Results: Two SNP in MGMT (Ile143Val and Lys178Arg) were in complete linkage disequilibrium and associated with increased risk of NHL (Ile143Val, Ile/Val vs. Ile/Ile, OR: 1.26; 95% CI: 0.93–1.70; Val/Val vs. Ile/Ile, OR: 2.55; 95% CI: 0.98–6.63; p trend: 0.024). These SNP were associated with increased risk of several NHL subtypes. In addition, the XRCC1 Arg194Trp polymorphism was associated with decreased NHL risk (Arg/Trp vs. Arg/Arg, OR: 0.72; 95% CI: 0.49–1.07; Trp/Trp vs. Arg/Arg, OR: 0.45; 95% CI: 0.10–1.99; p trend: 0.059), mainly in diffuse large B-cell lymphoma.
Interpretation and Conclusions: The association of genetic variants in MGMT with increased risk of NHL suggests that alkyl adducts may contribute to lymphomagenesis, and points to environmental and endogenous alkylating agents as possible risk factors for NHL. However, given that these results were based on a small number of variant carriers and the possibility that these results may have arisen due to chance, replication in other studies is needed.

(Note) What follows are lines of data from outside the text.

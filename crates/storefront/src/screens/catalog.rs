//! Product list and product detail screens.

use shopfront_core::{CurrencyCode, Product, ProductId, UserId};
use tracing::instrument;

use crate::access::{AccessDenied, Capabilities};
use crate::api::{ApiClient, ProductQuery};
use crate::screen::{Applied, ListScreen, LoadState, Mutation};
use crate::session::Session;

/// Shown when an anonymous visitor tries to add to cart.
pub const PLEASE_LOGIN: &str = "Please login to add to cart";

/// Shown when an admin tries to add to cart.
pub const ADMINS_CANNOT_ADD: &str = "Admins cannot add to cart";

/// Shown after an item was added to the cart.
pub const ADDED_TO_CART: &str = "Added to cart!";

const ADD_TO_CART_FAILED: &str = "Failed to add to cart";

/// Description length on product cards.
const CARD_SUMMARY_CHARS: usize = 80;

/// Product card display data.
#[derive(Debug, Clone, PartialEq, Eq)]
pub struct ProductCardView {
    pub id: ProductId,
    pub title: String,
    pub summary: String,
    pub price: String,
    pub categories: Vec<String>,
    pub size: Option<String>,
    pub color: Option<String>,
    /// "Active" or "Inactive"; admins only.
    pub status: Option<&'static str>,
    /// Remaining stock; admins only.
    pub stock: Option<u32>,
    /// "Activate" or "Deactivate"; admins only.
    pub toggle_label: Option<&'static str>,
    /// Whether to offer "Add to Cart" (shoppers and visitors).
    pub can_add_to_cart: bool,
}

impl ProductCardView {
    #[must_use]
    pub fn new(product: &Product, caps: Capabilities, currency: CurrencyCode) -> Self {
        let admin = caps.is_admin;
        Self {
            id: product.id.clone(),
            title: product.title.clone(),
            summary: product.summary(CARD_SUMMARY_CHARS),
            price: product.price.display(currency),
            categories: product.categories.clone(),
            size: product.size.clone(),
            color: product.color.clone(),
            status: admin.then_some(if product.active { "Active" } else { "Inactive" }),
            stock: admin.then(|| product.stock_on_hand()),
            toggle_label: admin.then_some(if product.active {
                "Deactivate"
            } else {
                "Activate"
            }),
            can_add_to_cart: !admin,
        }
    }
}

/// Product detail display data.
#[derive(Debug, Clone, PartialEq, Eq)]
pub struct ProductDetailView {
    pub title: String,
    pub desc: String,
    pub img: String,
    pub price: String,
    pub categories: Vec<String>,
    pub size: Option<String>,
    pub color: Option<String>,
    pub can_add_to_cart: bool,
}

/// Add one unit to the signed-in user's cart, returning the message to show.
async fn add_one_to_cart(
    client: &ApiClient,
    caps: Capabilities,
    user_id: Option<&UserId>,
    product_id: &ProductId,
) -> String {
    let Some(user_id) = user_id else {
        return PLEASE_LOGIN.to_string();
    };
    if caps.is_admin {
        return ADMINS_CANNOT_ADD.to_string();
    }
    match client.add_to_cart(user_id, product_id, 1).await {
        Ok(()) => ADDED_TO_CART.to_string(),
        Err(e) => e.user_message(ADD_TO_CART_FAILED),
    }
}

/// The product catalog.
#[derive(Debug)]
pub struct ProductListScreen {
    client: ApiClient,
    caps: Capabilities,
    user_id: Option<UserId>,
    query: ProductQuery,
    list: ListScreen<Product>,
    cart_message: Option<String>,
}

impl ProductListScreen {
    /// A catalog screen for `session`. Call [`load`](Self::load) to fetch.
    #[must_use]
    pub fn new(client: &ApiClient, session: &Session, query: ProductQuery) -> Self {
        Self {
            client: session.client(client),
            caps: session.capabilities(),
            user_id: session.user().map(|u| u.id.clone()),
            query,
            list: ListScreen::new("Failed to load products"),
            cart_message: None,
        }
    }

    #[must_use]
    pub const fn list(&self) -> &ListScreen<Product> {
        &self.list
    }

    #[must_use]
    pub fn cart_message(&self) -> Option<&str> {
        self.cart_message.as_deref()
    }

    /// Fetch the catalog, entering `Loading` first.
    #[instrument(skip(self))]
    pub async fn load(&mut self) {
        self.list.start_loading();
        let result = self.client.get_all_products(&self.query).await;
        self.list.finish_load(result);
    }

    async fn refetch(&mut self) {
        let result = self.client.get_all_products(&self.query).await;
        self.list.finish_refetch(result);
    }

    /// Add one unit of a product to the cart.
    #[instrument(skip(self), fields(product_id = %product_id))]
    pub async fn add_to_cart(&mut self, product_id: &ProductId) -> &str {
        let message =
            add_one_to_cart(&self.client, self.caps, self.user_id.as_ref(), product_id).await;
        self.cart_message.insert(message)
    }

    /// Activate or deactivate a product, then refetch the catalog.
    ///
    /// # Errors
    ///
    /// Returns `AccessDenied` for non-admin sessions; no request is sent.
    #[instrument(skip(self), fields(product_id = %product_id))]
    pub async fn set_active(
        &mut self,
        product_id: &ProductId,
        active: bool,
    ) -> Result<(), AccessDenied> {
        self.caps.admin_access()?;
        let mutation = if active {
            Mutation::ProductActivate
        } else {
            Mutation::ProductDeactivate
        };
        let result = self
            .client
            .update_product_status(product_id, active)
            .await
            .map(|()| Applied::Done);
        if self.list.settle(mutation, result) {
            self.refetch().await;
        }
        Ok(())
    }

    /// Delete a product, then refetch the catalog.
    ///
    /// # Errors
    ///
    /// Returns `AccessDenied` for non-admin sessions; no request is sent.
    #[instrument(skip(self), fields(product_id = %product_id))]
    pub async fn delete(&mut self, product_id: &ProductId) -> Result<(), AccessDenied> {
        self.caps.admin_access()?;
        let result = self
            .client
            .delete_product(product_id)
            .await
            .map(|()| Applied::Removed(product_id.clone()));
        if self.list.settle(Mutation::ProductDelete, result) {
            self.refetch().await;
        }
        Ok(())
    }

    /// Cards for the loaded products, in list order.
    #[must_use]
    pub fn cards(&self, currency: CurrencyCode) -> Vec<ProductCardView> {
        self.list
            .items()
            .iter()
            .map(|product| ProductCardView::new(product, self.caps, currency))
            .collect()
    }
}

/// A single product.
#[derive(Debug)]
pub struct ProductDetailScreen {
    client: ApiClient,
    caps: Capabilities,
    user_id: Option<UserId>,
    product_id: ProductId,
    state: LoadState<Product>,
    cart_message: Option<String>,
}

impl ProductDetailScreen {
    #[must_use]
    pub fn new(client: &ApiClient, session: &Session, product_id: ProductId) -> Self {
        Self {
            client: session.client(client),
            caps: session.capabilities(),
            user_id: session.user().map(|u| u.id.clone()),
            product_id,
            state: LoadState::Loading,
            cart_message: None,
        }
    }

    #[must_use]
    pub const fn state(&self) -> &LoadState<Product> {
        &self.state
    }

    #[must_use]
    pub fn cart_message(&self) -> Option<&str> {
        self.cart_message.as_deref()
    }

    /// Fetch the product.
    #[instrument(skip(self), fields(product_id = %self.product_id))]
    pub async fn load(&mut self) {
        self.state = LoadState::Loading;
        let result = self.client.get_product(&self.product_id).await;
        self.state = LoadState::from_result(result, "Failed to load product");
    }

    /// Add one unit of this product to the cart.
    #[instrument(skip(self), fields(product_id = %self.product_id))]
    pub async fn add_to_cart(&mut self) -> &str {
        let message = add_one_to_cart(
            &self.client,
            self.caps,
            self.user_id.as_ref(),
            &self.product_id,
        )
        .await;
        self.cart_message.insert(message)
    }

    /// Detail view once loaded.
    #[must_use]
    pub fn view(&self, currency: CurrencyCode) -> Option<ProductDetailView> {
        self.state.ready().map(|product| ProductDetailView {
            title: product.title.clone(),
            desc: product.desc.clone(),
            img: product.img.clone(),
            price: product.price.display(currency),
            categories: product.categories.clone(),
            size: product.size.clone(),
            color: product.color.clone(),
            can_add_to_cart: !self.caps.is_admin,
        })
    }
}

Key words: non-Hodgkins lymphoma, case-control study, DNA repair, single nucleotide polymorphism, MGMT.
The incidence of non-Hodgkins lymphoma (NHL) has increased steadily1 in the past 50 years. Besides well-known risk factors, including family history, immune dysfunction (e.g., autoimmune diseases, immune deficiency syndromes, and iatrogenic immune suppression after organ transplant), immune stimulation, and infections (e.g., human T-lymphotrophic virus type I, human immunodeficiency virus), a number of occupational and environmental exposures have been proposed as risk factors for NHL. Associations with exposure to herbicides and pesticides, benzene and other solvents, dioxins and other potentially DNA-damaging agents have been reported, although the findings have been inconsistent.1
The human DNA repair system recognizes different types of damage and activates specific mechanisms to repair the damaged DNA and maintain genomic stability. Given that chromosome aberrations are a hallmark of lymphomas and defects in DNA repair and genomic maintenance can cause chromosomal aberrations,2 it is plausible that genetic variation in DNA repair genes may influence risk of lymphoma.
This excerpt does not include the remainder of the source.